The introductory segment, Grace’s Story, is evocative, presenting an aerial view of salty desert landscape before descending to follow teenage Grace (Odessa Young), who’s taking a bus to an undisclosed destination along wide flat roads with her best friend Sappho (Kenya Pearson). The arrival on the bus of a slightly older boy (Harry Richardson) sounds an ominous note that’s picked up in Elizabeth Drake’s temporarily noir-ish score as the three check into a motel for the night.

The adolescent tensions that surface within the triangle are subtly observed by writer and director Sue Brooks: the resentment, attraction and conflicting loyalties portrayed with skilful naturalism by the three young actors. This moody mini-episode creates anticipation.

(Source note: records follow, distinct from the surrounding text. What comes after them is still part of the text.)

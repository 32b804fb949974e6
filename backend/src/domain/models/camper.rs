use serde::{Deserialize, Serialize};

use super::activity::Activity;
use super::signup::EnrolledSignup;
use crate::domain::error::CampError;

pub const MIN_AGE: i64 = 8;
pub const MAX_AGE: i64 = 18;

/// Marker legacy clients append to names they edit; stripped on update.
pub const UPDATED_MARKER: &str = "(updated)";

/// Domain model representing a camper
#[derive(Debug, Clone, PartialEq, Serialize, Deserialize)]
pub struct Camper {
    pub id: i64,
    pub name: String,
    pub age: i64,
}

/// Fields needed to insert a camper; the id is assigned by storage
#[derive(Debug, Clone, PartialEq)]
pub struct NewCamper {
    pub name: String,
    pub age: i64,
}

impl Camper {
    pub fn validate_age(age: i64) -> Result<i64, CampError> {
        if !(MIN_AGE..=MAX_AGE).contains(&age) {
            return Err(CampError::Validation(format!(
                "Age must be between {} and {}, got {}",
                MIN_AGE, MAX_AGE, age
            )));
        }
        Ok(age)
    }

    pub fn validate_name(name: &str) -> Result<(), CampError> {
        if name.is_empty() {
            return Err(CampError::Validation(
                "Name must be a non-empty string".to_string(),
            ));
        }
        Ok(())
    }

    /// Remove every occurrence of the legacy `(updated)` marker
    pub fn strip_updated_marker(name: &str) -> String {
        name.replace(UPDATED_MARKER, "")
    }
}

/// A camper together with their signups, each carrying its activity
#[derive(Debug, Clone, PartialEq)]
pub struct CamperWithSignups {
    pub camper: Camper,
    pub signups: Vec<EnrolledSignup>,
}

impl CamperWithSignups {
    /// Activities this camper is signed up for, in signup order.
    /// An activity appears once per signup.
    pub fn activities(&self) -> Vec<&Activity> {
        self.signups.iter().map(|enrolled| &enrolled.activity).collect()
    }
}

Disappointingly, as the action switches to suburban Perth in order to track Grace’s escapade through other eyes, the film begins to shed its initial subtlety and suspense. In conveying the stories of Grace’s parents, Denise (Radha Mitchell) and Dan (Richard Roxburgh)—as well as that of Tom (Terry Norris), the elderly private detective who provides sporadic support—Brooks favours the broadly drawn Oz personalities that underpinned her 2003 film Japanese Story.

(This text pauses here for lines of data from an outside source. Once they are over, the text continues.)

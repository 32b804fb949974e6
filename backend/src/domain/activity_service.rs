use tracing::{info, warn};

use crate::domain::error::{CampError, CampResult};
use crate::domain::models::Activity;
use crate::storage::{ActivityRepository, DbConnection, SignupRepository};

/// Service for listing and removing activities
#[derive(Clone)]
pub struct ActivityService {
    activities: ActivityRepository,
    signups: SignupRepository,
}

impl ActivityService {
    pub fn new(db: DbConnection) -> Self {
        Self {
            activities: ActivityRepository::new(db.clone()),
            signups: SignupRepository::new(db),
        }
    }

    pub async fn list_activities(&self) -> CampResult<Vec<Activity>> {
        let activities = self.activities.list_activities().await?;
        info!("Found {} activities", activities.len());
        Ok(activities)
    }

    /// Delete an activity. Its signups are removed along with it.
    pub async fn delete_activity(&self, activity_id: i64) -> CampResult<()> {
        let activity = match self.activities.get_activity(activity_id).await? {
            Some(activity) => activity,
            None => {
                warn!("Activity not found: {}", activity_id);
                return Err(CampError::NotFound("Activity"));
            }
        };

        let signup_count = self.signups.count_for_activity(activity_id).await?;
        self.activities.delete_activity(activity_id).await?;

        info!(
            "Deleted activity {} with ID: {} ({} signups removed)",
            activity.name, activity.id, signup_count
        );
        Ok(())
    }
}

Radha Mitchell, Richard Roxburgh, Looking for Grace Radha Mitchell, Richard Roxburgh, Looking for Grace
At a gathering of relatives and police at the couple’s home in the wake of Grace and Sappho’s disappearance, Brooks dials up the farcical quirkiness. The gags come thick and fast, with Dan’s secretary attempting to reassure Denise by inappropriately alluding to murder and rape, while her sister irrelevantly wonders aloud if they should use the good china. There’s fussing over the police detective’s dropped cigarette and deadpanning over Death Dog, the name of the band the girls have probably run away to see.

If this were a brasher film, like Muriel’s Wedding (1994)—itself a triumph of tragicomic farce—the relentlessness of this scene wouldn’t be a problem, but here it sits oddly alongside the naturalism of Grace’s story.

This tonal dissonance carries over into the roles of Denise and Dan, with Mitchell and Roxburgh emphasising their characters’ bumbling ineptitude and perpetual bemusement in a manner that occasionally tips into caricature. Denise is spacily suggestive of a housewife from a slightly earlier era (“Yoo hoo!” she calls, mounting the stairs in search of her daughter). The quirks might be intended to evoke a universal fallibility, but their exaggeration makes it difficult to see Dan and Denise as real people.

Other potentially interesting narrative threads and characters remain undeveloped, as with Bruce, a long-haul truck driver whose presence in the film is pivotal yet unexplored; perhaps the signalling in onscreen captions of various characters’ ‘stories’ leads us to expect more than the fragment delivered.

In her visually innovative 2005 feature Look Both Ways, the late Australian director Sarah Watt used similar tropes of everyday awkwardness to compellingly confront the spectre of death. Sadly, the tonal unevenness in Looking for Grace dilutes the sense of loss so crucial to its climax.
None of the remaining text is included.